* RECORDED INFORMATION:
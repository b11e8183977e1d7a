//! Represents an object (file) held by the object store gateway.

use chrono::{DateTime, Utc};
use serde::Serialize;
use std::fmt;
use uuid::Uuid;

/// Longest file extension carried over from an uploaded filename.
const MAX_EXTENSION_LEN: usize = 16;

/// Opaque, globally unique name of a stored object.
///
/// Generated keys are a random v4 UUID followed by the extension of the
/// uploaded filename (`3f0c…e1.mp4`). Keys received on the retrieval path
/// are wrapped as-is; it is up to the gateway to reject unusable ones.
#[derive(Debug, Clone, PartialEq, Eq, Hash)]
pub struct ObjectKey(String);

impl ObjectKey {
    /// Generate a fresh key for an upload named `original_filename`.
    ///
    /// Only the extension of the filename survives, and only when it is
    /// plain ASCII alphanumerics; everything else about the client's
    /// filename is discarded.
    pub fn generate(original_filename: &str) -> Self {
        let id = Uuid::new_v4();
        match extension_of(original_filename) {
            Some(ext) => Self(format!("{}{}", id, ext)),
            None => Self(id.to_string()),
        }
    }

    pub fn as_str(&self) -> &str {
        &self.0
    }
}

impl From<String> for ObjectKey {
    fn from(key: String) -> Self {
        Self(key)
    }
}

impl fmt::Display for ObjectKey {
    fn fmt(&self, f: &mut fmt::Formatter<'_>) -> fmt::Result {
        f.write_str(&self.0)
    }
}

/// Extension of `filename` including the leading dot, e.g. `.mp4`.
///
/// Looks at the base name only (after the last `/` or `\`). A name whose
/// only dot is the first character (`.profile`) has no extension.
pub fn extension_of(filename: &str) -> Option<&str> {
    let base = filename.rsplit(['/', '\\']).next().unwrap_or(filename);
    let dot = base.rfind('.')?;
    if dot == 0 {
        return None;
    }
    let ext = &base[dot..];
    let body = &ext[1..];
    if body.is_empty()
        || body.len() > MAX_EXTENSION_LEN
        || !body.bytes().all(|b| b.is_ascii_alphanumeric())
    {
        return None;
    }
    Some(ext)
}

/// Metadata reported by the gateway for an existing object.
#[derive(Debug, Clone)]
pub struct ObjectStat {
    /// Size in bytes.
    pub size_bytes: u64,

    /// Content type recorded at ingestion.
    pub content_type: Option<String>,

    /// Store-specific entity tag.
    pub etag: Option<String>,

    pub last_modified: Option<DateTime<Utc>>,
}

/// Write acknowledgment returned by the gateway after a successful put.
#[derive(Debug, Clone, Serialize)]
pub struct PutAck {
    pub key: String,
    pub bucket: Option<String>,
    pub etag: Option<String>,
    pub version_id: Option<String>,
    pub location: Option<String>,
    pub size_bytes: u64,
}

* EXERCISE INSTRUCTIONS:
State the number of lines in the records that include the word "derive", and add nothing to it.

* RESPONSE TO THE TASK:
3